▸ Exercise: From the first line to the last, reproduce the data exactly.
· · · · ·
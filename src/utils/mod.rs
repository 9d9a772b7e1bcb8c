//! Utilidades del sistema
//!
//! Tipos de error y validación de campos.

pub mod errors;
pub mod validation;

pub use errors::{AppError, AppResult};
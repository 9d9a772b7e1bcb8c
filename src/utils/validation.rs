//! Utilidades de validación
//!
//! Validación de campos de leads y parámetros de ruta.

use lazy_static::lazy_static;
use regex::Regex;
use validator::ValidationError;

lazy_static! {
    /// Los stock numbers se usan como segmentos de ruta en los stores
    static ref STOCK_NUMBER: Regex = Regex::new(r"^[A-Za-z0-9_-]{1,64}$").unwrap();
}

/// Validar que un string no esté vacío
pub fn validate_not_empty(value: &str) -> Result<(), ValidationError> {
    if value.trim().is_empty() {
        let mut error = ValidationError::new("not_empty");
        error.add_param("value".into(), &value.to_string());
        return Err(error);
    }
    Ok(())
}

/// Stock number válido como clave del store
pub fn validate_stock_number(value: &str) -> Result<(), ValidationError> {
    validate_not_empty(value)?;
    if !STOCK_NUMBER.is_match(value.trim()) {
        let mut error = ValidationError::new("stock_number");
        error.add_param("value".into(), &value.to_string());
        return Err(error);
    }
    Ok(())
}

/// Cualquier dirección con '@'
pub fn validate_email(value: &str) -> Result<(), ValidationError> {
    validate_not_empty(value)?;
    if !value.contains('@') {
        let mut error = ValidationError::new("email");
        error.add_param("value".into(), &value.to_string());
        return Err(error);
    }
    Ok(())
}

/// Nombre y apellido separados por un espacio
pub fn validate_full_name(value: &str) -> Result<(), ValidationError> {
    validate_not_empty(value)?;
    if !value.contains(' ') {
        let mut error = ValidationError::new("full_name");
        error.add_param("value".into(), &value.to_string());
        return Err(error);
    }
    Ok(())
}

#[cfg(test)]
mod tests {
    use super::*;

    #[test]
    fn test_validate_not_empty() {
        assert!(validate_not_empty("x").is_ok());
        assert!(validate_not_empty("   ").is_err());
    }

    #[test]
    fn test_validate_stock_number() {
        assert!(validate_stock_number("A100").is_ok());
        assert!(validate_stock_number("3f2c9a1e-7b7d-4c2e-9d55-0f7c1a2b3c4d").is_ok());
        assert!(validate_stock_number("").is_err());
        assert!(validate_stock_number("../metadata").is_err());
        assert!(validate_stock_number("a/b").is_err());
        assert!(validate_stock_number(&"A".repeat(65)).is_err());
    }

    #[test]
    fn test_validate_email() {
        assert!(validate_email("buyer@example.com").is_ok());
        assert!(validate_email("buyer@localhost").is_ok());
        assert!(validate_email("buyer.example.com").is_err());
        assert!(validate_email("").is_err());
    }

    #[test]
    fn test_validate_full_name() {
        assert!(validate_full_name("Jane Doe").is_ok());
        assert!(validate_full_name("Jane").is_err());
        assert!(validate_full_name(" ").is_err());
    }
}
· · · · ·
▸ Result for this task:
filename src/utils/mod.rs
repository 9d9a772b7e1bcb8c
//! Utilidades del sistema
//!
//! Tipos de error y validación de campos.

pub mod errors;
pub mod validation;

pub use errors::{AppError, AppResult};
repository 9d9a772b7e1bcb8c
filename src/utils/validation.rs
//! Utilidades de validación
//!
//! Validación de campos de leads y parámetros de ruta.

use lazy_static::lazy_static;
use regex::Regex;
use validator::ValidationError;

lazy_static! {
    /// Los stock numbers se usan como segmentos de ruta en los stores
    static ref STOCK_NUMBER: Regex = Regex::new(r"^[A-Za-z0-9_-]{1,64}$").unwrap();
}

/// Validar que un string no esté vacío
pub fn validate_not_empty(value: &str) -> Result<(), ValidationError> {
    if value.trim().is_empty() {
        let mut error = ValidationError::new("not_empty");
        error.add_param("value".into(), &value.to_string());
        return Err(error);
    }
    Ok(())
}

/// Stock number válido como clave del store
pub fn validate_stock_number(value: &str) -> Result<(), ValidationError> {
    validate_not_empty(value)?;
    if !STOCK_NUMBER.is_match(value.trim()) {
        let mut error = ValidationError::new("stock_number");
        error.add_param("value".into(), &value.to_string());
        return Err(error);
    }
    Ok(())
}

/// Cualquier dirección con '@'
pub fn validate_email(value: &str) -> Result<(), ValidationError> {
    validate_not_empty(value)?;
    if !value.contains('@') {
        let mut error = ValidationError::new("email");
        error.add_param("value".into(), &value.to_string());
        return Err(error);
    }
    Ok(())
}

/// Nombre y apellido separados por un espacio
pub fn validate_full_name(value: &str) -> Result<(), ValidationError> {
    validate_not_empty(value)?;
    if !value.contains(' ') {
        let mut error = ValidationError::new("full_name");
        error.add_param("value".into(), &value.to_string());
        return Err(error);
    }
    Ok(())
}

#[cfg(test)]
mod tests {
    use super::*;

    #[test]
    fn test_validate_not_empty() {
        assert!(validate_not_empty("x").is_ok());
        assert!(validate_not_empty("   ").is_err());
    }

    #[test]
    fn test_validate_stock_number() {
        assert!(validate_stock_number("A100").is_ok());
        assert!(validate_stock_number("3f2c9a1e-7b7d-4c2e-9d55-0f7c1a2b3c4d").is_ok());
        assert!(validate_stock_number("").is_err());
        assert!(validate_stock_number("../metadata").is_err());
        assert!(validate_stock_number("a/b").is_err());
        assert!(validate_stock_number(&"A".repeat(65)).is_err());
    }

    #[test]
    fn test_validate_email() {
        assert!(validate_email("buyer@example.com").is_ok());
        assert!(validate_email("buyer@localhost").is_ok());
        assert!(validate_email("buyer.example.com").is_err());
        assert!(validate_email("").is_err());
    }

    #[test]
    fn test_validate_full_name() {
        assert!(validate_full_name("Jane Doe").is_ok());
        assert!(validate_full_name("Jane").is_err());
        assert!(validate_full_name(" ").is_err());
    }
}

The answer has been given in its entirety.